* **Records shown**
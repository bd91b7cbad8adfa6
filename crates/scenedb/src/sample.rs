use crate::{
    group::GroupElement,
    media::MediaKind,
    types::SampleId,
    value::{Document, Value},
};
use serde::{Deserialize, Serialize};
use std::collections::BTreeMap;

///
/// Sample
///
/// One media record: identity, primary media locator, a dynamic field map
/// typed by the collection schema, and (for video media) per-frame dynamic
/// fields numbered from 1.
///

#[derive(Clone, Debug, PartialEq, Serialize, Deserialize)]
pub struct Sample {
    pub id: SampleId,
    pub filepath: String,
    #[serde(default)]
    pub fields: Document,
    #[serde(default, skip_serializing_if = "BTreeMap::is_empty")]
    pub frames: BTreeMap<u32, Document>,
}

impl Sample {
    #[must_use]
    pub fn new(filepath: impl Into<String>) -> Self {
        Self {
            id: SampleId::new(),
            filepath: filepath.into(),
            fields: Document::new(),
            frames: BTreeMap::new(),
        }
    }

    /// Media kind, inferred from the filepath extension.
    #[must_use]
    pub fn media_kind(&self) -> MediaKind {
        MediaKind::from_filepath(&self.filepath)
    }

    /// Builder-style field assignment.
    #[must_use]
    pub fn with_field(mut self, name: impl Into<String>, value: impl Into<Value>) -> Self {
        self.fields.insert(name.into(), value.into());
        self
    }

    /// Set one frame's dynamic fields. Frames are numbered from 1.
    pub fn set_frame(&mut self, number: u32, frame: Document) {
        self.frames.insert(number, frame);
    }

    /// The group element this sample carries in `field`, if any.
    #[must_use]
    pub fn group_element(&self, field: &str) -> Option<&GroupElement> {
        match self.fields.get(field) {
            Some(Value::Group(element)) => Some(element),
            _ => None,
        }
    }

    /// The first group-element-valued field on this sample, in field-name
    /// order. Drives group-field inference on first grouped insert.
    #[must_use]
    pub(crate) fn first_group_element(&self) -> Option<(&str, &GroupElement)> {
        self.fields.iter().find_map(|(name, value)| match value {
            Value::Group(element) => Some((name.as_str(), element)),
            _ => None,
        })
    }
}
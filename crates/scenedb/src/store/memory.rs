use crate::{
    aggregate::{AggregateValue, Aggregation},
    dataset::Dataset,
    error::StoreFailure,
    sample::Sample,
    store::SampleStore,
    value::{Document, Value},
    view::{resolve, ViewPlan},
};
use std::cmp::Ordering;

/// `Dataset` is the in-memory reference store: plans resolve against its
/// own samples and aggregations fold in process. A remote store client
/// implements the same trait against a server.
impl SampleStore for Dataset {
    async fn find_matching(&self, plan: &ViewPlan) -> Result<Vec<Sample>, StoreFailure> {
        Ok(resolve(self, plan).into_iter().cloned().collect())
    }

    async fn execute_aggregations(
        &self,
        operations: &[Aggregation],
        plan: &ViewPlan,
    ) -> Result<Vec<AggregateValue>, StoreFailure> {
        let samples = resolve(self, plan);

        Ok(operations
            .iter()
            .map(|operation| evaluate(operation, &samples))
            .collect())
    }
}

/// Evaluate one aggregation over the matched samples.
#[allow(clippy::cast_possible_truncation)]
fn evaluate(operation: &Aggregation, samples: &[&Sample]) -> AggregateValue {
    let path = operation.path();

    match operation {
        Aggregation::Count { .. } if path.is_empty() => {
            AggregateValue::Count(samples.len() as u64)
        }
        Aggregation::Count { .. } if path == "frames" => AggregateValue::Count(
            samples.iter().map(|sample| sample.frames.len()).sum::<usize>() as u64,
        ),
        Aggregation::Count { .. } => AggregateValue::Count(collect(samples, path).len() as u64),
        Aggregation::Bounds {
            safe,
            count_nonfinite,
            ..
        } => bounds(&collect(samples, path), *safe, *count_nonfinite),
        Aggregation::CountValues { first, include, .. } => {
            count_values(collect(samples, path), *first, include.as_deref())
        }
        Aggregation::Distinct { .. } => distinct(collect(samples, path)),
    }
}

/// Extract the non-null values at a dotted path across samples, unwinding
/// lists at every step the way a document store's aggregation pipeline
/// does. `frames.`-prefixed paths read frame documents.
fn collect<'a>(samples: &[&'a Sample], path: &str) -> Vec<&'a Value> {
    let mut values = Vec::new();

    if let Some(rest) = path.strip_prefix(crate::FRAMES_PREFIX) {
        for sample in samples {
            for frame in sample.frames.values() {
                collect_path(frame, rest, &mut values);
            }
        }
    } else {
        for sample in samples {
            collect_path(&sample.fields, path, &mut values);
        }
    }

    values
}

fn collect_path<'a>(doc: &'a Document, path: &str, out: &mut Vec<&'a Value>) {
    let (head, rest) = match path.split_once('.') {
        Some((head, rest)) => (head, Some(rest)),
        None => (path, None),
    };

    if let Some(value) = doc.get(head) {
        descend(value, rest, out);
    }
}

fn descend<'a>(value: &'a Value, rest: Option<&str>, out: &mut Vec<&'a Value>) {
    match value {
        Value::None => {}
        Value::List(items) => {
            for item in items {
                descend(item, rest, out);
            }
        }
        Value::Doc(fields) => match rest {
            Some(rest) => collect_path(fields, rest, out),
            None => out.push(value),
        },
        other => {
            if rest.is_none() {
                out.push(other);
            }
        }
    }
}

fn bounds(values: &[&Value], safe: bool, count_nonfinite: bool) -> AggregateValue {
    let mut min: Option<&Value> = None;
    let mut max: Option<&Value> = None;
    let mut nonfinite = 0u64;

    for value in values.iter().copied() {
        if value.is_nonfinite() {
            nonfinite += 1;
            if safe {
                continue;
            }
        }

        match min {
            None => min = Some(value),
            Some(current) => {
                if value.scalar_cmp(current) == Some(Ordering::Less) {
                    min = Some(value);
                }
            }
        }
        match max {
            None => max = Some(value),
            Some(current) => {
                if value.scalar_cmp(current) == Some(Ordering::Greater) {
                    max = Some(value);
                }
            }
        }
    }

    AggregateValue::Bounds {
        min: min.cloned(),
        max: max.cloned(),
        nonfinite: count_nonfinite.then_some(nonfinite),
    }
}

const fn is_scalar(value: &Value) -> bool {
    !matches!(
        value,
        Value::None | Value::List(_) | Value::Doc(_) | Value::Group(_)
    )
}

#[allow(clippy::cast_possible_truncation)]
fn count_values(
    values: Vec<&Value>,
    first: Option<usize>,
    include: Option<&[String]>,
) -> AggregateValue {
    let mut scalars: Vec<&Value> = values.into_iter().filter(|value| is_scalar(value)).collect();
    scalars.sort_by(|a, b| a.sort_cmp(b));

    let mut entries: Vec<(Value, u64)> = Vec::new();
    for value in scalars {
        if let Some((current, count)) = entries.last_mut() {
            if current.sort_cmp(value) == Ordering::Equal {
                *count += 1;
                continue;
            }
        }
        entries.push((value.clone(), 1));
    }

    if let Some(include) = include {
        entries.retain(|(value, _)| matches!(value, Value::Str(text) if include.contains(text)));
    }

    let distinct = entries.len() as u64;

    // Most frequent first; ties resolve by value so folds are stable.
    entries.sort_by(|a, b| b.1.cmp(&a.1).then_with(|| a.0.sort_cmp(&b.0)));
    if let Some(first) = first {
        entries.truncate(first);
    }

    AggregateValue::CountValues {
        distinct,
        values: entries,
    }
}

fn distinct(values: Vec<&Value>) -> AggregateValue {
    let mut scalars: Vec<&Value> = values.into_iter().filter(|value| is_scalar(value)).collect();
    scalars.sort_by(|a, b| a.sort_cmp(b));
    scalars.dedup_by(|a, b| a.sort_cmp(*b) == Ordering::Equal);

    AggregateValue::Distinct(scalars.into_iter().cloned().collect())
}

* **Task to carry out**
Copy every line of the material, please, keeping it exactly the same.

* **The answer**
repository bd91b7cbad8adfa6
filename crates/scenedb/src/sample.rs
use crate::{
    group::GroupElement,
    media::MediaKind,
    types::SampleId,
    value::{Document, Value},
};
use serde::{Deserialize, Serialize};
use std::collections::BTreeMap;

///
/// Sample
///
/// One media record: identity, primary media locator, a dynamic field map
/// typed by the collection schema, and (for video media) per-frame dynamic
/// fields numbered from 1.
///

#[derive(Clone, Debug, PartialEq, Serialize, Deserialize)]
pub struct Sample {
    pub id: SampleId,
    pub filepath: String,
    #[serde(default)]
    pub fields: Document,
    #[serde(default, skip_serializing_if = "BTreeMap::is_empty")]
    pub frames: BTreeMap<u32, Document>,
}

impl Sample {
    #[must_use]
    pub fn new(filepath: impl Into<String>) -> Self {
        Self {
            id: SampleId::new(),
            filepath: filepath.into(),
            fields: Document::new(),
            frames: BTreeMap::new(),
        }
    }

    /// Media kind, inferred from the filepath extension.
    #[must_use]
    pub fn media_kind(&self) -> MediaKind {
        MediaKind::from_filepath(&self.filepath)
    }

    /// Builder-style field assignment.
    #[must_use]
    pub fn with_field(mut self, name: impl Into<String>, value: impl Into<Value>) -> Self {
        self.fields.insert(name.into(), value.into());
        self
    }

    /// Set one frame's dynamic fields. Frames are numbered from 1.
    pub fn set_frame(&mut self, number: u32, frame: Document) {
        self.frames.insert(number, frame);
    }

    /// The group element this sample carries in `field`, if any.
    #[must_use]
    pub fn group_element(&self, field: &str) -> Option<&GroupElement> {
        match self.fields.get(field) {
            Some(Value::Group(element)) => Some(element),
            _ => None,
        }
    }

    /// The first group-element-valued field on this sample, in field-name
    /// order. Drives group-field inference on first grouped insert.
    #[must_use]
    pub(crate) fn first_group_element(&self) -> Option<(&str, &GroupElement)> {
        self.fields.iter().find_map(|(name, value)| match value {
            Value::Group(element) => Some((name.as_str(), element)),
            _ => None,
        })
    }
}
filename crates/scenedb/src/store/memory.rs
use crate::{
    aggregate::{AggregateValue, Aggregation},
    dataset::Dataset,
    error::StoreFailure,
    sample::Sample,
    store::SampleStore,
    value::{Document, Value},
    view::{resolve, ViewPlan},
};
use std::cmp::Ordering;

/// `Dataset` is the in-memory reference store: plans resolve against its
/// own samples and aggregations fold in process. A remote store client
/// implements the same trait against a server.
impl SampleStore for Dataset {
    async fn find_matching(&self, plan: &ViewPlan) -> Result<Vec<Sample>, StoreFailure> {
        Ok(resolve(self, plan).into_iter().cloned().collect())
    }

    async fn execute_aggregations(
        &self,
        operations: &[Aggregation],
        plan: &ViewPlan,
    ) -> Result<Vec<AggregateValue>, StoreFailure> {
        let samples = resolve(self, plan);

        Ok(operations
            .iter()
            .map(|operation| evaluate(operation, &samples))
            .collect())
    }
}

/// Evaluate one aggregation over the matched samples.
#[allow(clippy::cast_possible_truncation)]
fn evaluate(operation: &Aggregation, samples: &[&Sample]) -> AggregateValue {
    let path = operation.path();

    match operation {
        Aggregation::Count { .. } if path.is_empty() => {
            AggregateValue::Count(samples.len() as u64)
        }
        Aggregation::Count { .. } if path == "frames" => AggregateValue::Count(
            samples.iter().map(|sample| sample.frames.len()).sum::<usize>() as u64,
        ),
        Aggregation::Count { .. } => AggregateValue::Count(collect(samples, path).len() as u64),
        Aggregation::Bounds {
            safe,
            count_nonfinite,
            ..
        } => bounds(&collect(samples, path), *safe, *count_nonfinite),
        Aggregation::CountValues { first, include, .. } => {
            count_values(collect(samples, path), *first, include.as_deref())
        }
        Aggregation::Distinct { .. } => distinct(collect(samples, path)),
    }
}

/// Extract the non-null values at a dotted path across samples, unwinding
/// lists at every step the way a document store's aggregation pipeline
/// does. `frames.`-prefixed paths read frame documents.
fn collect<'a>(samples: &[&'a Sample], path: &str) -> Vec<&'a Value> {
    let mut values = Vec::new();

    if let Some(rest) = path.strip_prefix(crate::FRAMES_PREFIX) {
        for sample in samples {
            for frame in sample.frames.values() {
                collect_path(frame, rest, &mut values);
            }
        }
    } else {
        for sample in samples {
            collect_path(&sample.fields, path, &mut values);
        }
    }

    values
}

fn collect_path<'a>(doc: &'a Document, path: &str, out: &mut Vec<&'a Value>) {
    let (head, rest) = match path.split_once('.') {
        Some((head, rest)) => (head, Some(rest)),
        None => (path, None),
    };

    if let Some(value) = doc.get(head) {
        descend(value, rest, out);
    }
}

fn descend<'a>(value: &'a Value, rest: Option<&str>, out: &mut Vec<&'a Value>) {
    match value {
        Value::None => {}
        Value::List(items) => {
            for item in items {
                descend(item, rest, out);
            }
        }
        Value::Doc(fields) => match rest {
            Some(rest) => collect_path(fields, rest, out),
            None => out.push(value),
        },
        other => {
            if rest.is_none() {
                out.push(other);
            }
        }
    }
}

fn bounds(values: &[&Value], safe: bool, count_nonfinite: bool) -> AggregateValue {
    let mut min: Option<&Value> = None;
    let mut max: Option<&Value> = None;
    let mut nonfinite = 0u64;

    for value in values.iter().copied() {
        if value.is_nonfinite() {
            nonfinite += 1;
            if safe {
                continue;
            }
        }

        match min {
            None => min = Some(value),
            Some(current) => {
                if value.scalar_cmp(current) == Some(Ordering::Less) {
                    min = Some(value);
                }
            }
        }
        match max {
            None => max = Some(value),
            Some(current) => {
                if value.scalar_cmp(current) == Some(Ordering::Greater) {
                    max = Some(value);
                }
            }
        }
    }

    AggregateValue::Bounds {
        min: min.cloned(),
        max: max.cloned(),
        nonfinite: count_nonfinite.then_some(nonfinite),
    }
}

const fn is_scalar(value: &Value) -> bool {
    !matches!(
        value,
        Value::None | Value::List(_) | Value::Doc(_) | Value::Group(_)
    )
}

#[allow(clippy::cast_possible_truncation)]
fn count_values(
    values: Vec<&Value>,
    first: Option<usize>,
    include: Option<&[String]>,
) -> AggregateValue {
    let mut scalars: Vec<&Value> = values.into_iter().filter(|value| is_scalar(value)).collect();
    scalars.sort_by(|a, b| a.sort_cmp(b));

    let mut entries: Vec<(Value, u64)> = Vec::new();
    for value in scalars {
        if let Some((current, count)) = entries.last_mut() {
            if current.sort_cmp(value) == Ordering::Equal {
                *count += 1;
                continue;
            }
        }
        entries.push((value.clone(), 1));
    }

    if let Some(include) = include {
        entries.retain(|(value, _)| matches!(value, Value::Str(text) if include.contains(text)));
    }

    let distinct = entries.len() as u64;

    // Most frequent first; ties resolve by value so folds are stable.
    entries.sort_by(|a, b| b.1.cmp(&a.1).then_with(|| a.0.sort_cmp(&b.0)));
    if let Some(first) = first {
        entries.truncate(first);
    }

    AggregateValue::CountValues {
        distinct,
        values: entries,
    }
}

fn distinct(values: Vec<&Value>) -> AggregateValue {
    let mut scalars: Vec<&Value> = values.into_iter().filter(|value| is_scalar(value)).collect();
    scalars.sort_by(|a, b| a.sort_cmp(b));
    scalars.dedup_by(|a, b| a.sort_cmp(*b) == Ordering::Equal);

    AggregateValue::Distinct(scalars.into_iter().cloned().collect())
}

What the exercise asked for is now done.